Laetitia Colombani erzählt, dass eine ihrer Freundinnen vor zwei Jahren an Krebs erkrankt sei und sie gebeten habe, mit ihr eine Perücke auszusuchen. Dieses Erlebnis habe den Ausschlag gegeben, den Roman zu schreiben. „Ich wollte mit der Figur Sarah das Dilemma aufgreifen, in dem sich viele Frauen heute befinden, von denen erwartet wird, sowohl perfekte Mutter, Partnerin, als auch Karrierefrau zu sein. Die Gesellschaft überfordert die Frauen, schenkt ihnen nichts“, sagt Laetitia Colombani. „Einem Mann hingegen wird selbstverständlich nachgesehen, wenn er zugunsten seiner Karriere die Familie vernachlässigt.“Die 42-jährige Schauspielerin war in Filmen wie „My Way – Ein Leben für das Chanson“zu sehen, erregte aber auch als Drehbuchautorin und Filmemacherin bald Aufmerksamkeit, wie zum Beispiel mit „Wahnsinnig verliebt“, und erhielt zahlreiche Preise. Sie war als Tochter einer Bibliothekarin in Bordeaux aufgewachsen. Heute lebt sie in Paris und hat eine Tochter. Seit deren Geburt, so sagt sie, habe sich ihr Blick auf die Welt verändert und ihr Interesse auf das Erzählen von Frauenschicksalen gelenkt.
Für ihren ersten Roman recherchierte sie ausgiebig und studierte die aufwendige Prozedur zur Herstellung von Echthaarperücken. Indisches Haar, das als das hochwertigste gilt, kostet bis zu 400 Dollar pro Kilogramm und gilt als „schwarzes Gold“. Es wird in den indischen Tempeln aufgesammelt und weiterverkauft. Den zahllosen armen Spendern bleibt lediglich die Hoffnung auf eine Veränderung.
Die zierliche Französin spricht von „der Musik der Worte“und wurde von Autorinnen wie Marguerite Duras und Simone de Beauvoir geprägt. In ihrem sinnlichen, poetischen Roman „Der Zopf“stecken alle drei Protagonistinnen in einer Rolle fest, die man ihnen zugeteilt hat, und kämpfen für ihre Freiheit.

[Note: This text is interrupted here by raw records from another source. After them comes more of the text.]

//! Message catalogs.
//!
//! Catalogs map message keys (`validation.required`) to templates with
//! positional placeholders (`{0}`). They are read from Java-style
//! `.properties` files or from a flat JSON object.

use crate::{Error, Result};
use serde::{Deserialize, Serialize};
use serde_json::Value;
use std::collections::BTreeMap;

/// Key → message template.
#[derive(Clone, Debug, Default, PartialEq, Eq, Serialize, Deserialize)]
#[serde(transparent)]
pub struct MessageCatalog {
    entries: BTreeMap<String, String>,
}

impl MessageCatalog {
    /// Creates an empty catalog.
    pub fn new() -> Self {
        Self::default()
    }

    /// Parses `.properties` text.
    ///
    /// Supports `=` and `:` separators, `#`/`!` comments, line
    /// continuations and `\uXXXX` escapes.
    pub fn from_properties(text: &str) -> Self {
        let mut entries = BTreeMap::new();
        for line in logical_lines(text) {
            let trimmed = line.trim_start();
            if trimmed.is_empty() || trimmed.starts_with('#') || trimmed.starts_with('!') {
                continue;
            }
            let (key, value) = split_entry(trimmed);
            if !key.is_empty() {
                entries.insert(unescape(key.trim_end()), unescape(value.trim_start()));
            }
        }
        Self { entries }
    }

    /// Reads a flat JSON object; non-string values are stringified.
    pub fn from_json(value: &Value) -> Result<Self> {
        let Value::Object(map) = value else {
            return Err(Error::config("message catalog must be a JSON object"));
        };
        let entries = map
            .iter()
            .map(|(k, v)| {
                let text = match v {
                    Value::String(s) => s.clone(),
                    other => other.to_string(),
                };
                (k.clone(), text)
            })
            .collect();
        Ok(Self { entries })
    }

    /// Adds or replaces a message.
    pub fn insert(&mut self, key: impl Into<String>, template: impl Into<String>) {
        self.entries.insert(key.into(), template.into());
    }

    /// Raw template for a key.
    pub fn get(&self, key: &str) -> Option<&str> {
        self.entries.get(key).map(String::as_str)
    }

    /// Resolves a key, substituting `{0}`, `{1}`, ... with `params`.
    ///
    /// Unknown keys resolve to the key itself.
    pub fn resolve(&self, key: &str, params: &[String]) -> String {
        let template = self.get(key).unwrap_or(key);
        params
            .iter()
            .enumerate()
            .fold(template.to_string(), |text, (i, param)| {
                text.replace(&format!("{{{i}}}"), param)
            })
    }

    /// Messages in key order.
    pub fn iter(&self) -> impl Iterator<Item = (&str, &str)> {
        self.entries.iter().map(|(k, v)| (k.as_str(), v.as_str()))
    }

    /// Number of messages.
    pub fn len(&self) -> usize {
        self.entries.len()
    }

    /// Returns `true` if the catalog has no messages.
    pub fn is_empty(&self) -> bool {
        self.entries.is_empty()
    }
}

fn logical_lines(text: &str) -> Vec<String> {
    let mut lines = Vec::new();
    let mut current = String::new();
    let mut continuing = false;
    for raw in text.lines() {
        let part = if continuing { raw.trim_start() } else { raw };
        let trailing = part.chars().rev().take_while(|c| *c == '\\').count();
        if trailing % 2 == 1 {
            current.push_str(&part[..part.len() - 1]);
            continuing = true;
        } else {
            current.push_str(part);
            lines.push(std::mem::take(&mut current));
            continuing = false;
        }
    }
    if !current.is_empty() {
        lines.push(current);
    }
    lines
}

fn split_entry(line: &str) -> (&str, &str) {
    let mut escaped = false;
    for (i, c) in line.char_indices() {
        match c {
            '\\' if !escaped => escaped = true,
            '=' | ':' if !escaped => return (&line[..i], &line[i + 1..]),
            _ => escaped = false,
        }
    }
    (line, "")
}

fn unescape(s: &str) -> String {
    let mut out = String::with_capacity(s.len());
    let mut chars = s.chars();
    while let Some(c) = chars.next() {
        if c != '\\' {
            out.push(c);
            continue;
        }
        match chars.next() {
            Some('n') => out.push('\n'),
            Some('t') => out.push('\t'),
            Some('r') => out.push('\r'),
            Some('u') => {
                let hex: String = chars.by_ref().take(4).collect();
                match u32::from_str_radix(&hex, 16).ok().and_then(char::from_u32) {
                    Some(decoded) => out.push(decoded),
                    None => {
                        out.push_str("\\u");
                        out.push_str(&hex);
                    }
                }
            }
            Some(other) => out.push(other),
            None => {}
        }
    }
    out
}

Laetitia Colombani hat im Schreiben von Romanen eine neue Freiheit gefunden . „Der Zopf“wurde sofort zum Bestseller, in dreißig Sprachen übersetzt und soll verfilmt werden. Vielleicht, so überlegt Laetitia Colombani, wird sie sich auch die Freiheit nehmen können, diesen Film selbst zu realisieren.